In ‘Hello Bastar: The Untold Story of India’s Maoist Movement’, the author chronicles the events that led to the Maoist movement taking root in 10 states in India, which subsequently masterminded murderous attacks against the establishment in the name of the poor and the marginalised.
The book looks at the existence of Maoist guerillas and tribals in the Red Zone. It is a combination of first-person storytelling and intrepid analysis, and is based on in-depth, on-the-ground reporting and interviews with Maoist leaders, including supreme commanders Ganapathi, Kobad Ghandy, and others who are imprisoned or have been killed in police encounters.
The book also provides an authentic introduction to a subject that is much debated in the media. Armed with the author’s ringside view of the movement, the book is different from other documents which are based on secondary sources.
Having personally studied the Maoist struggle in Chhattisgarh – interacting with many revolutionaries and their sympathisers — the author has added much reliability to the information.
Pandita’s book also coincides with the 14th death anniversary of Anuradha Ghandy. It is an occasion to remember her monumental contribution to the understanding of the caste and Dalit question in India and the significance of its resolution for the democratisation of the individuals, and with it, the society.
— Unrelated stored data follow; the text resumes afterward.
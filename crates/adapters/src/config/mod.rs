//! Configuration for the fairness layer

mod app_config;
#[cfg(test)]
mod tests;

pub use app_config::{
    AppConfig, ConfigError, DatabaseConfig, FairnessConfig, LoggingConfig, Result,
};
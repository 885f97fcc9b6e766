//! Generation identifiers for published rank snapshots

use chrono::Utc;
use serde::{Deserialize, Serialize};
use std::fmt;

/// A logically versioned batch of rank rows.
///
/// Generations are compared numerically; by convention the value is the
/// UNIX epoch second at which the recalculation started.
#[derive(Debug, Clone, Copy, PartialEq, Eq, PartialOrd, Ord, Hash, Serialize, Deserialize)]
#[serde(transparent)]
pub struct Generation(i64);

impl Generation {
    /// Generation written by a freshly created pointer, before any
    /// recalculation has been published.
    pub const INITIAL: Generation = Generation(0);

    pub const fn new(value: i64) -> Self {
        Self(value)
    }

    pub fn now() -> Self {
        Self(Utc::now().timestamp())
    }

    pub const fn value(self) -> i64 {
        self.0
    }

    /// The generation immediately after this one
    pub const fn next(self) -> Self {
        Self(self.0.saturating_add(1))
    }

    /// Stamp for a new run: the current time, or one past `current` when
    /// the clock has not moved beyond it.
    pub fn after(current: Generation) -> Self {
        Self::now().max(current.next())
    }
}

impl From<i64> for Generation {
    fn from(value: i64) -> Self {
        Self(value)
    }
}

impl fmt::Display for Generation {
    fn fmt(&self, f: &mut fmt::Formatter<'_>) -> fmt::Result {
        write!(f, "{}", self.0)
    }
}

#[cfg(test)]
mod tests {
    use super::*;

    #[test]
    fn test_after_is_strictly_newer_than_current() {
        let current = Generation::now();
        assert!(Generation::after(current) > current);

        let future = Generation::new(current.value() + 3600);
        assert_eq!(Generation::after(future), future.next());
    }

    #[test]
    fn test_after_uses_clock_when_ahead() {
        let after = Generation::after(Generation::INITIAL);
        assert!(after.value() > 1_600_000_000);
    }

    #[test]
    fn test_next_saturates() {
        assert_eq!(Generation::new(i64::MAX).next(), Generation::new(i64::MAX));
    }
}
To the ordinary reader of mainstream media, the movement may look only violent. But this book says the violence is secondary. The key question remains how to equitably develop the country and its people.
The book is a useful read for varied sections of people to understand the root causes of the four-decade Maoist movement in India.
Rahul Pandita is a journalist and an author based in Delhi. He is a 2015 Yale World Fellow. He has also authored ‘The Lover Boy of Bahawalpur: How the Pulwama Case was Cracked’, and co-authored ‘The Absent State’.
He has extensively reported from war zones, including Iraq and Sri Lanka. In 2010, he was given the International Red Cross Award for conflict reporting. Rahul is also the co-writer of Vidhu Vinod Chopra’s 2020 film, ‘Shikara’.